EXERCISE BRIEF: Scan the records beneath this line for the line holding "impl NeighborhoodWidthFunction for ConstantNeighborhoodWidth" and the line holding "matching neuron adapts", then transcribe exactly those two and all lines between.
===== DATA FOR ANALYSIS =====
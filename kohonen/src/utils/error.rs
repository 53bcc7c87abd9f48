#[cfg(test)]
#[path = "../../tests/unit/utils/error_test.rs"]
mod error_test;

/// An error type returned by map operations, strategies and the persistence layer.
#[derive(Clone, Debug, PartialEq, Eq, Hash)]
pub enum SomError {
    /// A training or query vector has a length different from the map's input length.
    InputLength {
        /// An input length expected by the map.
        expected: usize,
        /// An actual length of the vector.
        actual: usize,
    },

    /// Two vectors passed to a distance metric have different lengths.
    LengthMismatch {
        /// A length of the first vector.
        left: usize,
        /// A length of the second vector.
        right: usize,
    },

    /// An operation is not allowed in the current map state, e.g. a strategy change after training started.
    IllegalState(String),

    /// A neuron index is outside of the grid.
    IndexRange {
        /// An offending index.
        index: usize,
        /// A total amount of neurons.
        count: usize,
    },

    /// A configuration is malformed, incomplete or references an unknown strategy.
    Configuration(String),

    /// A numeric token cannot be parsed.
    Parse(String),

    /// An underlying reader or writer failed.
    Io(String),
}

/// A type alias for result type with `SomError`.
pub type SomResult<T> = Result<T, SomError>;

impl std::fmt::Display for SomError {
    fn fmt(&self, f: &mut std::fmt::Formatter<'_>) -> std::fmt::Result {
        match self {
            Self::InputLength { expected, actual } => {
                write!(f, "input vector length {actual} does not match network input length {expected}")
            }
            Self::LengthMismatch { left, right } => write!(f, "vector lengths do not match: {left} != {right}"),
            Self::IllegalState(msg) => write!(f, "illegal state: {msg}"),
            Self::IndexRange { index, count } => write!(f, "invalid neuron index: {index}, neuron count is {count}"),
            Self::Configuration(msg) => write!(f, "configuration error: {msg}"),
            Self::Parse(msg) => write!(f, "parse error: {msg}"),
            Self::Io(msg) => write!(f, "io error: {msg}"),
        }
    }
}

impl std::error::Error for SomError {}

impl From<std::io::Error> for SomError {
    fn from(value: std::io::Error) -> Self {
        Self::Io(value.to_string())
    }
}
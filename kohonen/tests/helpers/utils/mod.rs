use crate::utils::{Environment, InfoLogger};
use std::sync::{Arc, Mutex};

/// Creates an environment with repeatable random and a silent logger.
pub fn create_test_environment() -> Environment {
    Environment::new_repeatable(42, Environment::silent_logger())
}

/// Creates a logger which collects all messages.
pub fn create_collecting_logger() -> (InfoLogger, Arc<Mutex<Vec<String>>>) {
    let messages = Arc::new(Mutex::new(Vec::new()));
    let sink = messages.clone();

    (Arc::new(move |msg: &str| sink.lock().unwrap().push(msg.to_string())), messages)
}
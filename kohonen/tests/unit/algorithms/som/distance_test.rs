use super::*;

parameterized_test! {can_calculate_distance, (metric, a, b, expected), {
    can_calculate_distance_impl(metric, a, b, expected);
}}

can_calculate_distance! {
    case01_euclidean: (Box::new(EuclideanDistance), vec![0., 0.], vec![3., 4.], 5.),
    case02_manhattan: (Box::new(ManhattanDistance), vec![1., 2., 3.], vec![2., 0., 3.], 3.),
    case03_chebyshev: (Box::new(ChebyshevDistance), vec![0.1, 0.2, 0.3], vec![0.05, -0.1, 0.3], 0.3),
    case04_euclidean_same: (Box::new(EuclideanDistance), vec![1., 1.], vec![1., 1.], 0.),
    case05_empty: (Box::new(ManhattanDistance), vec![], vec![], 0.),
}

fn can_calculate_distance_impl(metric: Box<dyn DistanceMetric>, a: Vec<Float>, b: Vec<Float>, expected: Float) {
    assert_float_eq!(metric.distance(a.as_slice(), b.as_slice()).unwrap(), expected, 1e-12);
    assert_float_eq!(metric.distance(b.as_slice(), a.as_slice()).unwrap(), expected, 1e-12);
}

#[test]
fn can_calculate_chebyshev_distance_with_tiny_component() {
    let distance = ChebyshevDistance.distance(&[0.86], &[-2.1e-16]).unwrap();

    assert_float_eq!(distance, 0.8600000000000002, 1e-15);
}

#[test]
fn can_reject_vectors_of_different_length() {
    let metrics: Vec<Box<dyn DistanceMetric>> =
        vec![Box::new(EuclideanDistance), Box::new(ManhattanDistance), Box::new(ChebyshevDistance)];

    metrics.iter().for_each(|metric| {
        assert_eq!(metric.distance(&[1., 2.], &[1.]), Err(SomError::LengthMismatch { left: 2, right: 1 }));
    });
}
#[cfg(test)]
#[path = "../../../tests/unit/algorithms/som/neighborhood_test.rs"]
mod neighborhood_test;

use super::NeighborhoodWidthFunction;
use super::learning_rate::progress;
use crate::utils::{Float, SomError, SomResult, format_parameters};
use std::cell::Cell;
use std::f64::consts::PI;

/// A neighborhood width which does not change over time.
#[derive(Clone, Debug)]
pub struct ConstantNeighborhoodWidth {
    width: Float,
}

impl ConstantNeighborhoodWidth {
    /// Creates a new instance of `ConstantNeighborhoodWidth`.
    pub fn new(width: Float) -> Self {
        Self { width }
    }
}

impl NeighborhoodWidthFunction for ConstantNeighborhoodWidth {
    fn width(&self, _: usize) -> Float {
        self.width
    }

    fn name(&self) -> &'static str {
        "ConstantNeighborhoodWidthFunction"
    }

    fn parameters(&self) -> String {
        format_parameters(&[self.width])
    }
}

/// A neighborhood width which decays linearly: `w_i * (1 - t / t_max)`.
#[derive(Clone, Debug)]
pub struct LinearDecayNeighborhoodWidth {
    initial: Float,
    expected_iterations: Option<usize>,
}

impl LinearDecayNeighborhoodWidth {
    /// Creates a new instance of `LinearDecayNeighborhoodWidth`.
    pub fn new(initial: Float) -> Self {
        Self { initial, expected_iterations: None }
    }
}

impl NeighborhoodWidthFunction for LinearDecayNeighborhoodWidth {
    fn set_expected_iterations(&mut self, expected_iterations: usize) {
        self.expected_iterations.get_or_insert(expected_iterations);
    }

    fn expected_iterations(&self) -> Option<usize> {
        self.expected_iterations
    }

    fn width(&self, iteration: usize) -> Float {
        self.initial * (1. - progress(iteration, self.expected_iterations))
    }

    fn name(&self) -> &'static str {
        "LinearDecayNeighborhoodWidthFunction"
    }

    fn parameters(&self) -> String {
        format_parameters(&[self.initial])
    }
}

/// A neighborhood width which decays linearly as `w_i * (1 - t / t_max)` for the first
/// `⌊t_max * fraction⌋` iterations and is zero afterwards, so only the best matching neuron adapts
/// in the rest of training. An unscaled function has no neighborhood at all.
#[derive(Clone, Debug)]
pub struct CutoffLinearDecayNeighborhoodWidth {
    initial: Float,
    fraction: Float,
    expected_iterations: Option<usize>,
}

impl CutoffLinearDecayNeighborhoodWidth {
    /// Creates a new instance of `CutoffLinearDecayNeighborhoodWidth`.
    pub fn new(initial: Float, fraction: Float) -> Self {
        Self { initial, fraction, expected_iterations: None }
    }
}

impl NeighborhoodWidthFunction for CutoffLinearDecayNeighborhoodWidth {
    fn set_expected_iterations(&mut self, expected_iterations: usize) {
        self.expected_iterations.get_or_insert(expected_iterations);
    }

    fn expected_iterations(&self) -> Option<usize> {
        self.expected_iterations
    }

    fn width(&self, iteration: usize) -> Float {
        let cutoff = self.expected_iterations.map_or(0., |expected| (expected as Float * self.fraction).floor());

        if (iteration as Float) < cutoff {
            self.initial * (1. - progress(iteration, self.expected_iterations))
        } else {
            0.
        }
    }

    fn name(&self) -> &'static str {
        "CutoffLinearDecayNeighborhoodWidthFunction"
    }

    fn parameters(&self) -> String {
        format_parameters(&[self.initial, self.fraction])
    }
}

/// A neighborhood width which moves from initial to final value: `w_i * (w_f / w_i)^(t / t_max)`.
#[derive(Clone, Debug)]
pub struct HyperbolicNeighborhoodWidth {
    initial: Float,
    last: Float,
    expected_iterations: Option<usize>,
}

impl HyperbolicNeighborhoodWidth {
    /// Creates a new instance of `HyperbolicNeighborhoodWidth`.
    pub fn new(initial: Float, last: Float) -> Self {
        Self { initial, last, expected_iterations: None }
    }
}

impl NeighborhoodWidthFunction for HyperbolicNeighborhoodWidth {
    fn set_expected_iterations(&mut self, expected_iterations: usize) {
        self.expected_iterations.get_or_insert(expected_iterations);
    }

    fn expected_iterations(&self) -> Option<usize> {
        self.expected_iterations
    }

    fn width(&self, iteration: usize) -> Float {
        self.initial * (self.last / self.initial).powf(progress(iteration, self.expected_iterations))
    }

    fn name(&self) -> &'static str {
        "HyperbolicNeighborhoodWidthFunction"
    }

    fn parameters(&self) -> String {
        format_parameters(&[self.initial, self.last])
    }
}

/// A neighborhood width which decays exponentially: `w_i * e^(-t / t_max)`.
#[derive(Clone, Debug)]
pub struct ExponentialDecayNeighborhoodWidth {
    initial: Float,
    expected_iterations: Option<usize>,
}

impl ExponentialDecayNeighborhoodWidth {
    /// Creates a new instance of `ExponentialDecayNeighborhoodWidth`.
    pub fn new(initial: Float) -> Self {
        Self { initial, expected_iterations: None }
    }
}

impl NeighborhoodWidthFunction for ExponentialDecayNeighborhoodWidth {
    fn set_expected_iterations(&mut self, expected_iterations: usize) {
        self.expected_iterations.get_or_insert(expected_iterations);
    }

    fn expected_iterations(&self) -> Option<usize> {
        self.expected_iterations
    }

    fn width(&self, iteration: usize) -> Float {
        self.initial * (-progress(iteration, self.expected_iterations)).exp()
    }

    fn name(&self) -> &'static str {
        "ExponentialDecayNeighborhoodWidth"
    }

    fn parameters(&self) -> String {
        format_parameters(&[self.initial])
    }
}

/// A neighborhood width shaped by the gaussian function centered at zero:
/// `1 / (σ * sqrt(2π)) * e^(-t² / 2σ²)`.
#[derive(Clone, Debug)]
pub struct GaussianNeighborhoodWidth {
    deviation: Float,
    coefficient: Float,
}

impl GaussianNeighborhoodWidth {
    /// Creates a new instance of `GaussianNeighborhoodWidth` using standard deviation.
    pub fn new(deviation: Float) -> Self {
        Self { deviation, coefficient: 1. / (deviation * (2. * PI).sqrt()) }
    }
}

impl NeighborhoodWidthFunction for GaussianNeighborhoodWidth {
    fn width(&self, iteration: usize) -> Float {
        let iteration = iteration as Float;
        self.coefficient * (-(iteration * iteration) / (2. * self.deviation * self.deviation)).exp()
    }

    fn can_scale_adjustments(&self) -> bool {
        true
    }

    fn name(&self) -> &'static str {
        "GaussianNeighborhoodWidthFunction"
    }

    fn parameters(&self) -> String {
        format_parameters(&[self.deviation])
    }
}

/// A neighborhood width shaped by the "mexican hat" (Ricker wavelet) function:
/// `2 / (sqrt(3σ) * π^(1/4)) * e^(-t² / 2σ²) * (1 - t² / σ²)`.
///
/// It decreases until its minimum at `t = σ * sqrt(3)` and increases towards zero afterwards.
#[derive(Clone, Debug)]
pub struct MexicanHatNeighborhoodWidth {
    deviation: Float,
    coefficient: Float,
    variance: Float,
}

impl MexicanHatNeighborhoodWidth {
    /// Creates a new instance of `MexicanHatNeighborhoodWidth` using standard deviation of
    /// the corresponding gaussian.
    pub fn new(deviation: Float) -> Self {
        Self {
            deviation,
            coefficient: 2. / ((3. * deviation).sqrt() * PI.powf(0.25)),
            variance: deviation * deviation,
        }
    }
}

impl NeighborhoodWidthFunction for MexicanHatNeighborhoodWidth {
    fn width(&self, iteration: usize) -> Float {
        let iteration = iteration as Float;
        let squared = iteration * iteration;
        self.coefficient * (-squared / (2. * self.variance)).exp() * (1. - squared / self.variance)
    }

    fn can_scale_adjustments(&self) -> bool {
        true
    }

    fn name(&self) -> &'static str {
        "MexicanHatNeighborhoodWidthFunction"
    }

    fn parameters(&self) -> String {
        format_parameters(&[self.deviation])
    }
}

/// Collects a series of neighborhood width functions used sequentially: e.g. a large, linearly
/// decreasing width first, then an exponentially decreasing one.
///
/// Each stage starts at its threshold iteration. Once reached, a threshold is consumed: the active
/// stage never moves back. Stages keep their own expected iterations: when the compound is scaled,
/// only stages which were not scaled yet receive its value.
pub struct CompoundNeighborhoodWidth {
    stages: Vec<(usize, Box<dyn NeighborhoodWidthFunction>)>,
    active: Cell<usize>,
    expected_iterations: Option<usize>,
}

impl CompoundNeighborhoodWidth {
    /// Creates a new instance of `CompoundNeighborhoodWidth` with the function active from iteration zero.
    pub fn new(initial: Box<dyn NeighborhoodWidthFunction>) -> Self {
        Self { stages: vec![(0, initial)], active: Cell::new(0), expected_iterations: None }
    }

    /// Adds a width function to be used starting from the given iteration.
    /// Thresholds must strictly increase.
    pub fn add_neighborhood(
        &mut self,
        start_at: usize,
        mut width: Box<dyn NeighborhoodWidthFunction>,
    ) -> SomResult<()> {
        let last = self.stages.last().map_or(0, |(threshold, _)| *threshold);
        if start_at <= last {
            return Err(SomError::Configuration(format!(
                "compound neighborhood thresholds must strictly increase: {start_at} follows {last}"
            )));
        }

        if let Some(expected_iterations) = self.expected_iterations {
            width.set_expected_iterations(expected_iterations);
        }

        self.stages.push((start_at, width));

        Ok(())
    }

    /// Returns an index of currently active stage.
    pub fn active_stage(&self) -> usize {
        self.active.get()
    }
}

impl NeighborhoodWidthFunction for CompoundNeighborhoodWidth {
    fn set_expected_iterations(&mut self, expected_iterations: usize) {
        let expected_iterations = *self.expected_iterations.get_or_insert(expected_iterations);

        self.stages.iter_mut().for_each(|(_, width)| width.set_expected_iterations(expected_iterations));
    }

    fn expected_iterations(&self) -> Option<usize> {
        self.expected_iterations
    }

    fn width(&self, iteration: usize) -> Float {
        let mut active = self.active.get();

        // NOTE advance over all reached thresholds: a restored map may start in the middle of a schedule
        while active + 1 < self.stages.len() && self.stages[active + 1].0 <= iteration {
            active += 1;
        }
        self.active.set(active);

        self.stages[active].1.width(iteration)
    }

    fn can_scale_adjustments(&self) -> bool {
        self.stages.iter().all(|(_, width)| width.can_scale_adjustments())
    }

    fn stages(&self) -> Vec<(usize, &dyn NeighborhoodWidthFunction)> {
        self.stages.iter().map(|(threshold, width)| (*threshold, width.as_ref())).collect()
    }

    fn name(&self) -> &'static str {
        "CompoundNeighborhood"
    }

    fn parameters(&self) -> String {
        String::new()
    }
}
=====
EXERCISE ANSWER:
impl NeighborhoodWidthFunction for ConstantNeighborhoodWidth {
    fn width(&self, _: usize) -> Float {
        self.width
    }

    fn name(&self) -> &'static str {
        "ConstantNeighborhoodWidthFunction"
    }

    fn parameters(&self) -> String {
        format_parameters(&[self.width])
    }
}

/// A neighborhood width which decays linearly: `w_i * (1 - t / t_max)`.
#[derive(Clone, Debug)]
pub struct LinearDecayNeighborhoodWidth {
    initial: Float,
    expected_iterations: Option<usize>,
}

impl LinearDecayNeighborhoodWidth {
    /// Creates a new instance of `LinearDecayNeighborhoodWidth`.
    pub fn new(initial: Float) -> Self {
        Self { initial, expected_iterations: None }
    }
}

impl NeighborhoodWidthFunction for LinearDecayNeighborhoodWidth {
    fn set_expected_iterations(&mut self, expected_iterations: usize) {
        self.expected_iterations.get_or_insert(expected_iterations);
    }

    fn expected_iterations(&self) -> Option<usize> {
        self.expected_iterations
    }

    fn width(&self, iteration: usize) -> Float {
        self.initial * (1. - progress(iteration, self.expected_iterations))
    }

    fn name(&self) -> &'static str {
        "LinearDecayNeighborhoodWidthFunction"
    }

    fn parameters(&self) -> String {
        format_parameters(&[self.initial])
    }
}

/// A neighborhood width which decays linearly as `w_i * (1 - t / t_max)` for the first
/// `⌊t_max * fraction⌋` iterations and is zero afterwards, so only the best matching neuron adapts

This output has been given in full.